Grazie all’autorizzazione del gruppo Class editori pubblichiamo l’articolo di Mark Hawtin, direttore investimenti di Gam, apparsa su MF/Milano Finanza, il quotidiano diretto da Pierluigi Magnaschi.

Le azioni Netflix hanno fatto il record a fine luglio in seguito ai risultati del secondo trimestre, quando il numero degli iscritti ai servizi di internet Tv è sensibilmente aumentato. La più forte crescita di Netflix si è prodotta all’estero, dove il numero di iscritti è balzato da 2 a più di 23 milioni.

La crescita dei servizi di home entertainment sul web ha innescato un dibattito sulla natura di internet come piattaforma aperta ed equa per tutti i servizi. A febbraio, la Federal Communication Commission (Fcc) americana ha introdotto una nuova disciplina in materia di protezione della neutralità della rete (Net Neutrality). La questione inerente l’approvazione di una nuova normativa in materia è stata discussa anche in Europa, mentre alcuni Paesi, come Cile, Olanda e Slovenia hanno già approvato pacchetti di leggi a tutela di tale principio. Ovunque i fornitori di servizi di connessione (Isp) si oppongono ai tentativi di ridimensionare le proprie attività commerciali.

COSA SIGNIFICA NET NEUTRALITY 

Il termine «neutralità della rete» è stato coniato per la prima volta da Tim Wu, professore alla Columbia University, nel 2003 e da allora ha generato molte controversie negli Stati Uniti. Dopo anni di dispute di natura legale e politica, l’Open Internet Order della Fcc dello scorso febbraio ha introdotto tre regole di base che disciplinano la neutralità della rete.

1) No blocking: i fornitori di servizi internet a banda larga non possono impedire l’accesso a contenuti legali;

2) No throttoling: i provider non possono ridurre il traffico in base al contenuto;

3) No paid prioritisation: i provider non possono favorire alcuni contenuti legali in rete a scapito di altri contenuti parimenti legali in cambio di qualsiasi corrispettivo, in altre parole nessuna corsia preferenziale.

I fornitori di contenuti internet (come Netflix e Google,) hanno cominciato a pagare i provider internet per veicolare propri contenuti agli utenti prima di altri tipi di traffico, tramite le cosiddette corsie preferenziali. Gli utenti dal canto loro possono scegliere di visualizzare i contenuti in modo più veloce ed efficiente rispetto ad altri siti, negando così di fatto l’idea di fondo che internet sia un terreno privo di ostacoli in cui anche una start-up può competere alla pari con un player ben avviato.
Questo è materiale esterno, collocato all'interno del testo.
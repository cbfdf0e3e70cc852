//! Maps transport failures to canonical metric-kind labels.

use std::io;

use super::ProbeError;

/// Produce the metric kind for a failed round. An OS-level "connection
/// refused" wins over the operation label, any other OS-level cause is
/// `unknown_syscall_error`, an operation-tagged failure without an OS
/// cause is `<op>_error`, and anything else is `unknown_error`. A
/// timeout appends `_timeout` to whichever label was produced.
pub fn classify(error: &ProbeError) -> String {
    match error {
        ProbeError::Timeout { op, .. } => format!("{op}_error_timeout"),
        ProbeError::Io { op, source } => {
            let mut kind = if source.kind() == io::ErrorKind::ConnectionRefused {
                "connection_refused_error".to_string()
            } else if source.raw_os_error().is_some() {
                "unknown_syscall_error".to_string()
            } else {
                format!("{op}_error")
            };
            if is_timeout(source) {
                kind.push_str("_timeout");
            }
            kind
        }
        ProbeError::Unclassified { source } => {
            let mut kind = "unknown_error".to_string();
            if is_timeout(source) {
                kind.push_str("_timeout");
            }
            kind
        }
    }
}

fn is_timeout(error: &io::Error) -> bool {
    matches!(
        error.kind(),
        io::ErrorKind::TimedOut | io::ErrorKind::WouldBlock
    )
}
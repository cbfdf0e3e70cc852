//! echoprobe command line entry point.

use std::path::PathBuf;
use std::sync::Arc;

use anyhow::Result;
use clap::{Parser, Subcommand};
use tracing_subscriber::{layer::SubscriberExt, util::SubscriberInitExt};

use echoprobe::config::{ProbeConfig, ServerConfig};
use echoprobe::echo::EchoServer;
use echoprobe::scheduler::Scheduler;
use echoprobe::stats::StatisticsStore;
use echoprobe::web;

#[derive(Parser)]
#[command(name = "echoprobe", about = "Fleet network-health prober")]
struct Cli {
    #[command(subcommand)]
    command: Command,
}

#[derive(Subcommand)]
enum Command {
    /// Probe the configured hosts and serve the statistics endpoint.
    Probe {
        /// Configuration file
        #[arg(long, default_value = "config.yaml")]
        config: PathBuf,
    },
    /// Run the echo server counterpart.
    Server {
        /// Configuration file
        #[arg(long, default_value = "config.yaml")]
        config: PathBuf,
    },
}

#[tokio::main]
async fn main() -> Result<()> {
    tracing_subscriber::registry()
        .with(tracing_subscriber::fmt::layer())
        .with(
            tracing_subscriber::EnvFilter::from_default_env()
                .add_directive("echoprobe=info".parse()?),
        )
        .init();

    let cli = Cli::parse();
    match cli.command {
        Command::Probe { config } => run_probe(&config).await,
        Command::Server { config } => run_server(&config).await,
    }
}

/// Starts the probe scheduler, then blocks serving the statistics
/// endpoint until externally terminated.
async fn run_probe(path: &std::path::Path) -> Result<()> {
    let config = Arc::new(ProbeConfig::load(path)?);
    tracing::info!(
        hosts = config.hosts.len(),
        interval = ?config.ping_interval,
        "starting prober"
    );

    let store = Arc::new(StatisticsStore::new(config.statistics_retention_period));
    let scheduler = Scheduler::new(config.clone(), store.clone());
    scheduler.start();

    web::Server::new(config.statistics_port, store).start().await
}

/// Blocks serving echo responses until externally terminated.
async fn run_server(path: &std::path::Path) -> Result<()> {
    let config = ServerConfig::load(path)?;
    EchoServer::bind(&config).await?.serve().await
}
L’incentivo per i provider a manipolare il comportamento dei consumatori diventa più evidente in considerazione del fatto che alcuni tra i più grandi Isp sono essi stessi affiliati a società di intrattenimento via cavo, al fine di fronteggiare la minaccia di «cord-cutting» (la possibilità per il consumatore di accedere a prodotti di intrattenimento online piuttosto che su un tradizionale canale tv).

LE SFIDE

Al momento ci sembra chiaro che gli Stati Uniti avranno una qualche forma di protezione della neutralità della rete, ma dobbiamo ancora valutare quanto sarà restrittiva per gli Isp e come verrà applicata. E potrebbero occorrere degli anni prima che la questione sia definitivamente risolta. Il problema è che la larghezza di banda di internet è limitata e le nuove applicazioni ad alta intensità di banda, come i video e i giochi online, stanno mettendo sotto pressione le infrastrutture esistenti. E se i punti contatto tra reti internet si sovraccaricano, la performance è compromessa.
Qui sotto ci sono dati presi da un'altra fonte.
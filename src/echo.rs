//! Echo server counterpart for the probes.
//!
//! TCP: the request has no framing; the client half-closes its write
//! side when done, so each connection is read to EOF and the bytes are
//! written back verbatim. UDP: every datagram is echoed to its sender.

use std::io;
use std::net::SocketAddr;

use anyhow::{Context, Result};
use tokio::io::{AsyncReadExt, AsyncWriteExt};
use tokio::net::{TcpListener, TcpStream, UdpSocket};

use crate::config::ServerConfig;

const UDP_BUFFER_SIZE: usize = 64 * 1024;

pub struct EchoServer {
    tcp: TcpListener,
    udp: UdpSocket,
    tcp_addr: SocketAddr,
    udp_addr: SocketAddr,
}

impl EchoServer {
    /// Bind both listeners. Failure to bind either is fatal.
    pub async fn bind(config: &ServerConfig) -> Result<Self> {
        let tcp = TcpListener::bind(("0.0.0.0", config.tcp_port))
            .await
            .with_context(|| format!("failed to bind tcp echo listener on port {}", config.tcp_port))?;
        let udp = UdpSocket::bind(("0.0.0.0", config.udp_port))
            .await
            .with_context(|| format!("failed to bind udp echo socket on port {}", config.udp_port))?;
        let tcp_addr = tcp.local_addr().context("tcp listener has no local address")?;
        let udp_addr = udp.local_addr().context("udp socket has no local address")?;
        Ok(Self {
            tcp,
            udp,
            tcp_addr,
            udp_addr,
        })
    }

    pub fn tcp_addr(&self) -> SocketAddr {
        self.tcp_addr
    }

    pub fn udp_addr(&self) -> SocketAddr {
        self.udp_addr
    }

    /// Serve both protocols until the process terminates.
    pub async fn serve(self) -> Result<()> {
        tracing::info!(tcp = %self.tcp_addr, udp = %self.udp_addr, "echo server listening");
        tokio::try_join!(serve_tcp(self.tcp), serve_udp(self.udp))?;
        Ok(())
    }
}

async fn serve_tcp(listener: TcpListener) -> Result<()> {
    loop {
        let (stream, peer) = listener
            .accept()
            .await
            .context("tcp echo listener failed to accept")?;
        tokio::spawn(async move {
            if let Err(error) = echo_stream(stream).await {
                tracing::debug!(%peer, %error, "tcp echo session failed");
            }
        });
    }
}

/// Read the full request, then write it back and close.
async fn echo_stream(mut stream: TcpStream) -> io::Result<()> {
    let mut request = Vec::new();
    stream.read_to_end(&mut request).await?;
    stream.write_all(&request).await?;
    stream.shutdown().await
}

async fn serve_udp(socket: UdpSocket) -> Result<()> {
    let mut buf = vec![0u8; UDP_BUFFER_SIZE];
    loop {
        let (received, peer) = socket
            .recv_from(&mut buf)
            .await
            .context("udp echo socket failed to receive")?;
        if let Err(error) = socket.send_to(&buf[..received], peer).await {
            tracing::debug!(%peer, %error, "udp echo reply failed");
        }
    }
}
Negli Stati Uniti, il settore dell’intrattenimento real-time rappresenta il 67,5% dei byte downstream sull’accesso fisso nei periodi di punta. Sempre nel contesto americano, gli Internet service provider prevedono un tasso di crescita annua tra il 30 e il 40% nell’uso di accessi a internet da postazione fissa.

FLESSIBILITA’ COMMERCIALE

I fornitori di servizi di connessione a internet affermano di avere una legittima necessità di gestire il traffico sui propri canali. Così facendo, essi affermano di poter fornire un servizio equo a tutti gli utenti, non peggiorato dalla minoranza di clienti che usa servizi internet ad alta intensità di banda, come la visualizzazione dei video in alta definizione. Offrire una varietà di piani tariffari facilita questa operazione e consente agli Isp di reinvestire nel miglioramento della performance dei rispettivi network.

Tuttavia, quando i provider introducono limitazioni sulla banda dati, spesso intendono raggiungere accordi commerciali sulla sponsorizzazione degli stessi o sul cosiddetto zero rating – ovvero escludere dal limite sui dati alcuni servizi, che potrebbero essere le piattaforme di video online o la musica in streaming. I critici avvertono che lo zero rating è una minaccia per la neutralità della rete, perché contribuisce a consolidare i provider preferiti ed esclusi dal limite, al posto di altri che sono soggetti al limite stesso.

La posizione degli Isp sottolinea che se la pratica è trasparente, i consumatori possono liberamente scegliere per quali contenuti sono disposti a pagare. Lo zero rating è vietato dalle leggi sulla Net Neutrality in Cina e anche in Slovenia è stato approvato un divieto, ma la pratica è diffusa nei Paesi in via di sviluppo. Per esempio Facebook è offerto in versione limitata, ma gratuita, agli utenti di internet da cellulare o tablet. Sebbene alcuni legislatori europei ne abbiano richiesto il divieto, al momento la disciplina dello zero rating non è prevista dalla normativa.

Anche dal punto di vista della Fcc, lo zero rating non è illegale, a patto che gli accordi forniti siano trasparenti e le pratiche non siano ritenute ingiuste o irragionevoli. I più a rischio per queste pratiche sono i media over-the-top, che richiedono un’ampiezza di banda molto significativa per l’erogazione dei propri servizi. Questi si trovano esposti al rischio sia di essere obbligati a pagare contributi o tasse sia di perdere quote di mercato per la concorrenza di un servizio zero rating.

Ma in maniera forse non molto intuitiva, questa pratica può favorire i leader di mercato come Netflix, la cui posizione dominante nel settore può solo essere rafforzata da costi di distribuzione potenzialmente in grado di soffocare player più piccoli, e in grado di produrre solo qualche piccolo inconveniente per la stessa Netflix.